Segment Open

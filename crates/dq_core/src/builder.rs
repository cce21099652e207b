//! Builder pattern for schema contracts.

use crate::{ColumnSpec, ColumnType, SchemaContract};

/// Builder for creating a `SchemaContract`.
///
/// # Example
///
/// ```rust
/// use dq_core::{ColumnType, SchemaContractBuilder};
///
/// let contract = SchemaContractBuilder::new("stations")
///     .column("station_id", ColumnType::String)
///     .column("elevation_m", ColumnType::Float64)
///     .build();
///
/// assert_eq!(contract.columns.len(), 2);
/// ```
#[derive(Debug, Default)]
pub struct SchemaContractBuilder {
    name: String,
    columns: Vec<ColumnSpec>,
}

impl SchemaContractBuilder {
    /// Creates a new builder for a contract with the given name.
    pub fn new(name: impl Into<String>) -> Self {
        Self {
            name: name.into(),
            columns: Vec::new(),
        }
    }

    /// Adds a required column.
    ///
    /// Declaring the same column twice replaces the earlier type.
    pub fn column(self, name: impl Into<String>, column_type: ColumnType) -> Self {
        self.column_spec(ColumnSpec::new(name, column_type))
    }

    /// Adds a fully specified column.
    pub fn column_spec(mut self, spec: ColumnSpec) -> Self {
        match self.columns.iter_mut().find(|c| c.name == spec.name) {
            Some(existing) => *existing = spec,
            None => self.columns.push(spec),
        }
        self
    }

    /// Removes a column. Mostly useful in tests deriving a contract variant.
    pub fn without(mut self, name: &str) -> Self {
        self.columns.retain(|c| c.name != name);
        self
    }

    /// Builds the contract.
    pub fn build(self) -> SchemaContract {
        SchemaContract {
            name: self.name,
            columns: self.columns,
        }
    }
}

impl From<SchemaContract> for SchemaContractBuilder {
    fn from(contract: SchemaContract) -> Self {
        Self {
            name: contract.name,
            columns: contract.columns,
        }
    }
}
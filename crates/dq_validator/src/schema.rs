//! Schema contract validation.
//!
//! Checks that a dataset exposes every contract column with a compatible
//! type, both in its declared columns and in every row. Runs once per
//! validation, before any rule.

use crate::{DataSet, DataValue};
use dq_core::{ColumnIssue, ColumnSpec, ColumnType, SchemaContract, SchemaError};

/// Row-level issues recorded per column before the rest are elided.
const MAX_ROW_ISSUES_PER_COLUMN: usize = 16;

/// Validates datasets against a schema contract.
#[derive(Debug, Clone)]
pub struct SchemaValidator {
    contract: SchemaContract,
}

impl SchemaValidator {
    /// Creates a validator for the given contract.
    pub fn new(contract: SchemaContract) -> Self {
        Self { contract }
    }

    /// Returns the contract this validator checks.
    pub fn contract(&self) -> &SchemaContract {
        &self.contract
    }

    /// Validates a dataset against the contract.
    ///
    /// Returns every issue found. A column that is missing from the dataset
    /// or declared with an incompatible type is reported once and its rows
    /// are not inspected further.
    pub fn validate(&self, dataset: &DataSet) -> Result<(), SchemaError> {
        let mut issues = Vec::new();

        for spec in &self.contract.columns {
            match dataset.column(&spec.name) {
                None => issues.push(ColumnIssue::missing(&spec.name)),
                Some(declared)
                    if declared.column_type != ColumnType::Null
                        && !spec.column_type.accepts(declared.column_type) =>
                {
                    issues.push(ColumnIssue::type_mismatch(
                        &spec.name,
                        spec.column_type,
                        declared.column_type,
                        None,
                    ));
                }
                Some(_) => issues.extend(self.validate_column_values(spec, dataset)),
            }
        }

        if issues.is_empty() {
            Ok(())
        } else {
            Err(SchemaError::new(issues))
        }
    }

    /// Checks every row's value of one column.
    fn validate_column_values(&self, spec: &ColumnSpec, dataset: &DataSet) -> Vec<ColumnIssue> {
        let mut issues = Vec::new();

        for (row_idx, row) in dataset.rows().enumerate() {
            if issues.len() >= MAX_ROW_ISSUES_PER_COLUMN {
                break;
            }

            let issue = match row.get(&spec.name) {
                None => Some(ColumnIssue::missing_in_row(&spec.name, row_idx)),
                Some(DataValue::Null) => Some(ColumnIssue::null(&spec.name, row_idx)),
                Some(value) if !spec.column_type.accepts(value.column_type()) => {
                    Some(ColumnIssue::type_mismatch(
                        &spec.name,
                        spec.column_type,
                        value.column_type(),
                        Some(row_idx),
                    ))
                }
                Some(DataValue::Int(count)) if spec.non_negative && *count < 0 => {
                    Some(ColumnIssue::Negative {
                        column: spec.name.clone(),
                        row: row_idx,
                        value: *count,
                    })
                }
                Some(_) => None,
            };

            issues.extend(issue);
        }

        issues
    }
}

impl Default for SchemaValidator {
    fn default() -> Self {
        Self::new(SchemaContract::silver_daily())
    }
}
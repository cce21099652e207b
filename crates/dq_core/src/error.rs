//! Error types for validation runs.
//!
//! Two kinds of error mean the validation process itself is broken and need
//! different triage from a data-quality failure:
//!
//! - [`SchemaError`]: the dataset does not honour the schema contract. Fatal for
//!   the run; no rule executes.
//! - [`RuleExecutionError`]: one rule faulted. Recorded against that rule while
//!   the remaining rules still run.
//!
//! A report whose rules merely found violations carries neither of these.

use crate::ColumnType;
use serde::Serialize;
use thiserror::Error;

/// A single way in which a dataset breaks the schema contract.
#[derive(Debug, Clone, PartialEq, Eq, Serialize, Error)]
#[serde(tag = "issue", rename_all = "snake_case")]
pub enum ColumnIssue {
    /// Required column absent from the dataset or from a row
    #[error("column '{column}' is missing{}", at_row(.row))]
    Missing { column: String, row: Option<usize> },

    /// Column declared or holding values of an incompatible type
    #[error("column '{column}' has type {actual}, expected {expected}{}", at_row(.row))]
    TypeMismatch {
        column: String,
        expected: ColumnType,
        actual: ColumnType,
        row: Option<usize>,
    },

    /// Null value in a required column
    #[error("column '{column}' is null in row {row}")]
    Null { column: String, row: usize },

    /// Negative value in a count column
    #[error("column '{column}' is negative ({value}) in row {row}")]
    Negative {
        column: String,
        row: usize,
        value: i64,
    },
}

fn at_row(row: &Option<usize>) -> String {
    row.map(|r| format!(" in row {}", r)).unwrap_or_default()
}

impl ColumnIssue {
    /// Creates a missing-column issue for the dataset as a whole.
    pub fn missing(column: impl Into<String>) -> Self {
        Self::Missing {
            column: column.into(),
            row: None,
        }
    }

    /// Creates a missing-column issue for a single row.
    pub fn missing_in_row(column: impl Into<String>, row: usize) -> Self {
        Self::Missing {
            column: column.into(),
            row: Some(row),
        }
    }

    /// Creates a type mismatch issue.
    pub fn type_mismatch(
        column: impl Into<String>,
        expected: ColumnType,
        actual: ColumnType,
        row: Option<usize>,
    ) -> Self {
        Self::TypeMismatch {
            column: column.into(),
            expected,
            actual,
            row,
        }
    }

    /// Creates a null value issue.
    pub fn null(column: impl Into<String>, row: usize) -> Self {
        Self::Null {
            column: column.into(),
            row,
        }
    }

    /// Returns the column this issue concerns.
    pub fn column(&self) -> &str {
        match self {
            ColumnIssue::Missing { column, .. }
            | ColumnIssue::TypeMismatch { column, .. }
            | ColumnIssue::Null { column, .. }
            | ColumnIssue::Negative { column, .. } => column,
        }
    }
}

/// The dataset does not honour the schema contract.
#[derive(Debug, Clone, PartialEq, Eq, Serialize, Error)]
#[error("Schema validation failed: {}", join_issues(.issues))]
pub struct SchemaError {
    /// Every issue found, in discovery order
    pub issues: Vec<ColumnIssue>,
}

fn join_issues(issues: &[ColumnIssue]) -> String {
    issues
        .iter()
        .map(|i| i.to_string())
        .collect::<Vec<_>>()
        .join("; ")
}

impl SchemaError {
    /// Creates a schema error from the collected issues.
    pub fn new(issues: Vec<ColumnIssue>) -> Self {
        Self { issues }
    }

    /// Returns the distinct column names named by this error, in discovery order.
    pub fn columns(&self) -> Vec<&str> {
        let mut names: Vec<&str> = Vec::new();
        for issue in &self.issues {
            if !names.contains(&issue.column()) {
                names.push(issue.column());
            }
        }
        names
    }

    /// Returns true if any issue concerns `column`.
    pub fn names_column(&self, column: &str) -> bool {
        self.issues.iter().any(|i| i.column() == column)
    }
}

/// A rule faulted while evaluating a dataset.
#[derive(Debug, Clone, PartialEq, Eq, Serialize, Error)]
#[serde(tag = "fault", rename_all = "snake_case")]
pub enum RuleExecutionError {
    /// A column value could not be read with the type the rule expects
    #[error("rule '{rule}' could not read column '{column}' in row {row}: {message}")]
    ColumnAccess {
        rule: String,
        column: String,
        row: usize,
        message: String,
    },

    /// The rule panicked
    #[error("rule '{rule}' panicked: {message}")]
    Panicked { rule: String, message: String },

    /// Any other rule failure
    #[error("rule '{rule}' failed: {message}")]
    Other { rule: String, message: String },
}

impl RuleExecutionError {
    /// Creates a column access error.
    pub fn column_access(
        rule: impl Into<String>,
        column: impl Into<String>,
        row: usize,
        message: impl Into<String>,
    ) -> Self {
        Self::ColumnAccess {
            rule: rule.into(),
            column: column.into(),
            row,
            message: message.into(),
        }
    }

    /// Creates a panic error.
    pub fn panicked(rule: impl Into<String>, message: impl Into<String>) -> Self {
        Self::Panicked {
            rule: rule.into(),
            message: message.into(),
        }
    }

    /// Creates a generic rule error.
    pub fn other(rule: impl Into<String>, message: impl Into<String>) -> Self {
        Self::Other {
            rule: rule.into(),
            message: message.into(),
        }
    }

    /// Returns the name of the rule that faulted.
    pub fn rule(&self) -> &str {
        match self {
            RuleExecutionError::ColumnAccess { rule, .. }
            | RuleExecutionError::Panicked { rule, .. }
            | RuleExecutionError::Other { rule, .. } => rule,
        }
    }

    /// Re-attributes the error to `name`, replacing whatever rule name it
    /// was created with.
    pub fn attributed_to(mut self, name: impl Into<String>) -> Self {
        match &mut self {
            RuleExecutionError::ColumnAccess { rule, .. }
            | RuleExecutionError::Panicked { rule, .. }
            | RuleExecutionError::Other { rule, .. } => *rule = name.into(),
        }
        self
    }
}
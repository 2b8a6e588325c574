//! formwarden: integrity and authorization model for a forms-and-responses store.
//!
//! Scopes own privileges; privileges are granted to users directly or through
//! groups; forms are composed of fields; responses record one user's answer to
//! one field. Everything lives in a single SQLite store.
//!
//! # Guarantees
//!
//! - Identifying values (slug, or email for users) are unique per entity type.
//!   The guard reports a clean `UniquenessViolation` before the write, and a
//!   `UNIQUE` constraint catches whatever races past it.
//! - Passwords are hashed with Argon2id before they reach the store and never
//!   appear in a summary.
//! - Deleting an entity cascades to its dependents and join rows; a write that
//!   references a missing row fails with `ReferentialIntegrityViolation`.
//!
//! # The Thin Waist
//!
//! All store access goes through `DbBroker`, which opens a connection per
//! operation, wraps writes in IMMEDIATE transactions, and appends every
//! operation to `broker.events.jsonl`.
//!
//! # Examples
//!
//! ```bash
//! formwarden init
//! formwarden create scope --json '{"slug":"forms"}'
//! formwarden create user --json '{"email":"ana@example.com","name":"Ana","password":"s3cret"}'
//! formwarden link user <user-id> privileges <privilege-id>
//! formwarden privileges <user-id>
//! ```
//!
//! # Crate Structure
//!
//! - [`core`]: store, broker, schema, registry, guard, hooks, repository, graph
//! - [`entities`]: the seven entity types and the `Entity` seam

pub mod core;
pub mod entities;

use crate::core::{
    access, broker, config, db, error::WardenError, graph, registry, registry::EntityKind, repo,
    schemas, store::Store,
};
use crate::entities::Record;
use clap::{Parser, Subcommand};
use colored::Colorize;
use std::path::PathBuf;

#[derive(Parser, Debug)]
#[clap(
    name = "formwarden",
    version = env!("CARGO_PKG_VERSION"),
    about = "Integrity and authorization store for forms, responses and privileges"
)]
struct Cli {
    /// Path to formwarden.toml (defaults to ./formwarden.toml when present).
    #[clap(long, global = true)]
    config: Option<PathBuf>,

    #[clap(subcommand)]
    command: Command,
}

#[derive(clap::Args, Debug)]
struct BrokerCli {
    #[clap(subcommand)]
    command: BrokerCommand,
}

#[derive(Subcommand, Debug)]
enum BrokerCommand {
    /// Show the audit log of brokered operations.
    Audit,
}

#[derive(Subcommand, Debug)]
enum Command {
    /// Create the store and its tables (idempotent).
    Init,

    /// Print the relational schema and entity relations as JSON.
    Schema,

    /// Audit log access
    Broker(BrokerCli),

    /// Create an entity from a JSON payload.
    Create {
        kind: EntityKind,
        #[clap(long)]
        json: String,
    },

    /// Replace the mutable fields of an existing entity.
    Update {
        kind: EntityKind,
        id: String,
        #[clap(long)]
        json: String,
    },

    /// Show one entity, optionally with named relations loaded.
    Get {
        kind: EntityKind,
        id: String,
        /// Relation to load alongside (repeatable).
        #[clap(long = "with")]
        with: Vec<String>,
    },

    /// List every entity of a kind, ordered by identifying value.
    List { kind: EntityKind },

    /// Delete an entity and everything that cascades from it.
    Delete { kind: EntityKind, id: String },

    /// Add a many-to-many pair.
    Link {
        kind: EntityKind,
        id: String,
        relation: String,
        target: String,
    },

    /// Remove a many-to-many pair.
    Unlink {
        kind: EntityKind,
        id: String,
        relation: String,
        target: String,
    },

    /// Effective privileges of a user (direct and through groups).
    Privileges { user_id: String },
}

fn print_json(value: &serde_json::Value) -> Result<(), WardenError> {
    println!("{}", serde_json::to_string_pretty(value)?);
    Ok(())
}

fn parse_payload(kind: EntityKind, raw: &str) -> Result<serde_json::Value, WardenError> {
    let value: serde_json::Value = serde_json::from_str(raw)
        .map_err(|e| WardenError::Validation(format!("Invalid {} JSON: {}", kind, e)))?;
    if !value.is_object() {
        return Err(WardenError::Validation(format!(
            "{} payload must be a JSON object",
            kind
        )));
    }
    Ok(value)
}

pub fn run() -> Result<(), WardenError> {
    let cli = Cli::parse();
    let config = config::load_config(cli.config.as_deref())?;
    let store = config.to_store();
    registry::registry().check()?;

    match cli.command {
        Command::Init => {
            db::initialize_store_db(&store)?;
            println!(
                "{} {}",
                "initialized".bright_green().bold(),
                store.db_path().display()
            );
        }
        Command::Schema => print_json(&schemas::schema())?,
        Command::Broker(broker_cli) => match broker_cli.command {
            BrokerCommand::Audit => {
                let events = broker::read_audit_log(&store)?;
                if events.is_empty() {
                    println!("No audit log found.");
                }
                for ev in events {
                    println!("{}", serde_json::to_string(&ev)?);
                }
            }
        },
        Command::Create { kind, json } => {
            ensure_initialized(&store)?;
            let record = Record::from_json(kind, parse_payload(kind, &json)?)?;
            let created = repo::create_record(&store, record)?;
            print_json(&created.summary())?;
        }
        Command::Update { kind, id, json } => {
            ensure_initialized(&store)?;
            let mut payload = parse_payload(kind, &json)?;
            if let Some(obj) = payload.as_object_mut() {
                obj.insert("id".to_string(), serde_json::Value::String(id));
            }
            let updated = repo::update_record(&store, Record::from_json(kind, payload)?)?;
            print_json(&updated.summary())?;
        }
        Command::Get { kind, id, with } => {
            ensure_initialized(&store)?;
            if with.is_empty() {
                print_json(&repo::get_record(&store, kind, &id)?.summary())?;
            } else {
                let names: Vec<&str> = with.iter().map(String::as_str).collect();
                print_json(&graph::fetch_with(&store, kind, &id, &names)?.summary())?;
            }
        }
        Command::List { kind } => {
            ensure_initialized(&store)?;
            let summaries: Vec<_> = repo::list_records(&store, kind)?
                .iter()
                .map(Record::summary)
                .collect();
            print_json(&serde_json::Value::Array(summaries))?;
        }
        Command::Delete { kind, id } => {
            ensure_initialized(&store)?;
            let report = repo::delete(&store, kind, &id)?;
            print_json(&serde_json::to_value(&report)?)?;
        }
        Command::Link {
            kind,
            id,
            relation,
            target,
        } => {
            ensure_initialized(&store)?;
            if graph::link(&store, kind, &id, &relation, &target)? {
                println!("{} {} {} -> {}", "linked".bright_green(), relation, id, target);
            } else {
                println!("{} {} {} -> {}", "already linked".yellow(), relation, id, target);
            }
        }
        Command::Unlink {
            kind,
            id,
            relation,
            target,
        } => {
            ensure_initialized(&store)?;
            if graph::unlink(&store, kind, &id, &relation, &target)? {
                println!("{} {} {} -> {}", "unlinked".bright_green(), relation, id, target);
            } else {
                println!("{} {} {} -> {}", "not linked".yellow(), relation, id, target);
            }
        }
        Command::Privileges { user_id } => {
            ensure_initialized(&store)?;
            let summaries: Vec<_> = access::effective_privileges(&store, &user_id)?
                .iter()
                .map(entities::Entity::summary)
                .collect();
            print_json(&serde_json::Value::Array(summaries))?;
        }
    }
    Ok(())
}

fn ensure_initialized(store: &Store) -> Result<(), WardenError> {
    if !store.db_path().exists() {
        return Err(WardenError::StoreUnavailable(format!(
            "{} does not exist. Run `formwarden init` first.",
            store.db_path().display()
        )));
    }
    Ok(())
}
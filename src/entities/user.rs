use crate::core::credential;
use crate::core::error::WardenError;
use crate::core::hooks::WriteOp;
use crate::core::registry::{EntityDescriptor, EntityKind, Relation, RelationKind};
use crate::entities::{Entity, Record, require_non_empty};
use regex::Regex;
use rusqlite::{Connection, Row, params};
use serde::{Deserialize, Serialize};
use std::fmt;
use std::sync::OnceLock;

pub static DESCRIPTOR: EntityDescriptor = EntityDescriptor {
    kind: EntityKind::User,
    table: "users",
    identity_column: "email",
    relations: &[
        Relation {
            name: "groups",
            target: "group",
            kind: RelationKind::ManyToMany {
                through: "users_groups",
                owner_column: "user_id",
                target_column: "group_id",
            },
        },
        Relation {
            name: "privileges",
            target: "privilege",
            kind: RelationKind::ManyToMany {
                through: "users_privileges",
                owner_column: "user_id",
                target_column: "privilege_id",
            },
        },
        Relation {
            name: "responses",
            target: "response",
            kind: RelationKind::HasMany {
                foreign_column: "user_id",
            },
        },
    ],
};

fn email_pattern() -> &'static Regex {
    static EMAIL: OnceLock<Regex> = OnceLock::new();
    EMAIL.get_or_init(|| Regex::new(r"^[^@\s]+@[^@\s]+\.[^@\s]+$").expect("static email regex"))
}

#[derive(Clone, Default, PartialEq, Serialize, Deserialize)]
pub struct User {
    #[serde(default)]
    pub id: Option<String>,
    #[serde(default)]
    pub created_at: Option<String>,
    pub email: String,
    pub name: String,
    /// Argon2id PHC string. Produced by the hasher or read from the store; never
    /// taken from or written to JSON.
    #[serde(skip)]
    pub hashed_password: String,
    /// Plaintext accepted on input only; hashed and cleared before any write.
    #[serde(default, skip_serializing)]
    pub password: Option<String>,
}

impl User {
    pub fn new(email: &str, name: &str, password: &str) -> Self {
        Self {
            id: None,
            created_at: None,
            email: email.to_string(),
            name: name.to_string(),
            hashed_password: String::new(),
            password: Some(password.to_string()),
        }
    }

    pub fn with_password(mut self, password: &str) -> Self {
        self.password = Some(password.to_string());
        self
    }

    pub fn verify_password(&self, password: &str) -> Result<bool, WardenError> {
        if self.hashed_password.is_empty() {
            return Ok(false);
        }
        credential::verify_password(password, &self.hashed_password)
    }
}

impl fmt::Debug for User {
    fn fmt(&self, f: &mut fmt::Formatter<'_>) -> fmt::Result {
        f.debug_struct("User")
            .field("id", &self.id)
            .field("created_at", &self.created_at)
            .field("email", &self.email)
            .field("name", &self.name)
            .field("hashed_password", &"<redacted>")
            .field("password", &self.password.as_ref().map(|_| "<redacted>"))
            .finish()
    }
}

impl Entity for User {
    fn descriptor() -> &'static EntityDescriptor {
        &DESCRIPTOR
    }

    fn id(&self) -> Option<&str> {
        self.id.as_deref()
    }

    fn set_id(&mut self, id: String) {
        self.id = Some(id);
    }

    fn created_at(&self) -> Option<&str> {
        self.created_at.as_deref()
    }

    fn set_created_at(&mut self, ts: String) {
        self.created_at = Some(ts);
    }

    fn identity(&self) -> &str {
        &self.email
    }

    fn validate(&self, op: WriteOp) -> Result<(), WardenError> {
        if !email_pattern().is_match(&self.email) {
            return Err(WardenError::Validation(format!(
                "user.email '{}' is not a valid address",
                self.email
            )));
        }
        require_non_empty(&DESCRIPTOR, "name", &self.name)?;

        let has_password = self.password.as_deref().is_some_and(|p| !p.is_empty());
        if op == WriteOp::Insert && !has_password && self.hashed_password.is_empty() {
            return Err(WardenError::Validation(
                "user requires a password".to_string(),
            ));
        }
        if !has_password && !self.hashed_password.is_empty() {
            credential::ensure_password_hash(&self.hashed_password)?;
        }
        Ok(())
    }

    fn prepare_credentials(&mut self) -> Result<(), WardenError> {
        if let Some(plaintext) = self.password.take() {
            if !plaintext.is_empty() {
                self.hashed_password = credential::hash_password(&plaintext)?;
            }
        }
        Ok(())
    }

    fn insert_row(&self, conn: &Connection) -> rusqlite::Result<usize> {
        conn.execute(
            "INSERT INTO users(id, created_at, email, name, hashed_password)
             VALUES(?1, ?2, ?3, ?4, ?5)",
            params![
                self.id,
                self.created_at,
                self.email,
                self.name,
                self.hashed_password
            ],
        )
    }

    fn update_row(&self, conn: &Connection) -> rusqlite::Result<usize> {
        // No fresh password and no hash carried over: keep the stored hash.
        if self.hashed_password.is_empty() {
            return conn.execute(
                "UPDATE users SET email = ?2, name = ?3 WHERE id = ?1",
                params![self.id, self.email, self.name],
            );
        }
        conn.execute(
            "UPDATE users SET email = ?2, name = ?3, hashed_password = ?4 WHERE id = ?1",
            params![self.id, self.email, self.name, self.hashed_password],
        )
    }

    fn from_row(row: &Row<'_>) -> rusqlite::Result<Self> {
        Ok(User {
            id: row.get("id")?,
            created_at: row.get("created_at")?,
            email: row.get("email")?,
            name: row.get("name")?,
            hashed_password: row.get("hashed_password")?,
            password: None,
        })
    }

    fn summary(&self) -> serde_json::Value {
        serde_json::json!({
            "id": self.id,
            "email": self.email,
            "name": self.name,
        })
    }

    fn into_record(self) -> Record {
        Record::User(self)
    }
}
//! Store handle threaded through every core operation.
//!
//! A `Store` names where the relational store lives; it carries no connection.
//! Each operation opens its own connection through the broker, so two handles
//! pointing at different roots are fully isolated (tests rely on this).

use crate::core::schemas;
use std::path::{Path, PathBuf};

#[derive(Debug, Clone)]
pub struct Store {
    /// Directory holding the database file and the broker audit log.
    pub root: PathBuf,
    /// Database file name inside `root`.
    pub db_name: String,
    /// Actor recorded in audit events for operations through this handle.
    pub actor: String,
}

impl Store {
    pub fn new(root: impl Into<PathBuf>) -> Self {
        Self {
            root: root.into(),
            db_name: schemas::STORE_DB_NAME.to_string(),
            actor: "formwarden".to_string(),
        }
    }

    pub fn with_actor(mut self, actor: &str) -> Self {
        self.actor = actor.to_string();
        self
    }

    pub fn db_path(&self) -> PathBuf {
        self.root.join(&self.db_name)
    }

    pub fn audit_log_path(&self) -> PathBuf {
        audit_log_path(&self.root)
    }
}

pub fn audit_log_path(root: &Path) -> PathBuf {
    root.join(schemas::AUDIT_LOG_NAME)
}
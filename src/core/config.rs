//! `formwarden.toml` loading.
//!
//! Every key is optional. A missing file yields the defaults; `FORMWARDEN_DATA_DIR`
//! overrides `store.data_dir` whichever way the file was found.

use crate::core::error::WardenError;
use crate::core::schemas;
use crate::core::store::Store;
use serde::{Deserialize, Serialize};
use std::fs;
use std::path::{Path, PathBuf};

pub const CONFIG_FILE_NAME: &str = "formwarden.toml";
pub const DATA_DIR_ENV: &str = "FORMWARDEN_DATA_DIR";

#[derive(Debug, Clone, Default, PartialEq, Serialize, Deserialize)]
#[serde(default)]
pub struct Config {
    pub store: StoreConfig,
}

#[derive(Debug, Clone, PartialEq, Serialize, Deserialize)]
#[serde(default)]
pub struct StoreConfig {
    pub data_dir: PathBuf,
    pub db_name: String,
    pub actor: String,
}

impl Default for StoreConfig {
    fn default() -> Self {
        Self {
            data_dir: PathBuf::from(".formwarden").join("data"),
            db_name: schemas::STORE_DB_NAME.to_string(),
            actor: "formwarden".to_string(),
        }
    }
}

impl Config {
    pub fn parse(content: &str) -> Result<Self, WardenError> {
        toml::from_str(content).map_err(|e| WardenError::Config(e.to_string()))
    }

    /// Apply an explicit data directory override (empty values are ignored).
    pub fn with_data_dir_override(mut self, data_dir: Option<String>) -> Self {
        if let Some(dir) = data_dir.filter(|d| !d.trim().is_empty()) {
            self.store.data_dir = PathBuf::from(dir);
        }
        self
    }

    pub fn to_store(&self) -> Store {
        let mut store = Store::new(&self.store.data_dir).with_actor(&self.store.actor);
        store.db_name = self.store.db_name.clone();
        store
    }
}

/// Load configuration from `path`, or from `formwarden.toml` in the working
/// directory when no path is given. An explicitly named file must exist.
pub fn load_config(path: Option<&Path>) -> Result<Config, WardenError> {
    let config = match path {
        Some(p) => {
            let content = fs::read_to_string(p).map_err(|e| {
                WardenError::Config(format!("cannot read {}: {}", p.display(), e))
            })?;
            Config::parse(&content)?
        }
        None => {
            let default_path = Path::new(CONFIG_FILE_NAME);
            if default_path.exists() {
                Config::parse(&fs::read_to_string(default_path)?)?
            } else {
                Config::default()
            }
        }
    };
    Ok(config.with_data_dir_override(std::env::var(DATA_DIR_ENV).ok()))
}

Segment Closed

■ PROBLEM STATEMENT:
For this task, write out exactly the lines of the entries above, starting at the line with "pub fn verify_password(&self, password: &str)" and ending at the line with "fn created_at(&self) ->", both included, and no others.

■ YOUR RESPONSE:
    pub fn verify_password(&self, password: &str) -> Result<bool, WardenError> {
        if self.hashed_password.is_empty() {
            return Ok(false);
        }
        credential::verify_password(password, &self.hashed_password)
    }
}

impl fmt::Debug for User {
    fn fmt(&self, f: &mut fmt::Formatter<'_>) -> fmt::Result {
        f.debug_struct("User")
            .field("id", &self.id)
            .field("created_at", &self.created_at)
            .field("email", &self.email)
            .field("name", &self.name)
            .field("hashed_password", &"<redacted>")
            .field("password", &self.password.as_ref().map(|_| "<redacted>"))
            .finish()
    }
}

impl Entity for User {
    fn descriptor() -> &'static EntityDescriptor {
        &DESCRIPTOR
    }

    fn id(&self) -> Option<&str> {
        self.id.as_deref()
    }

    fn set_id(&mut self, id: String) {
        self.id = Some(id);
    }

    fn created_at(&self) -> Option<&str> {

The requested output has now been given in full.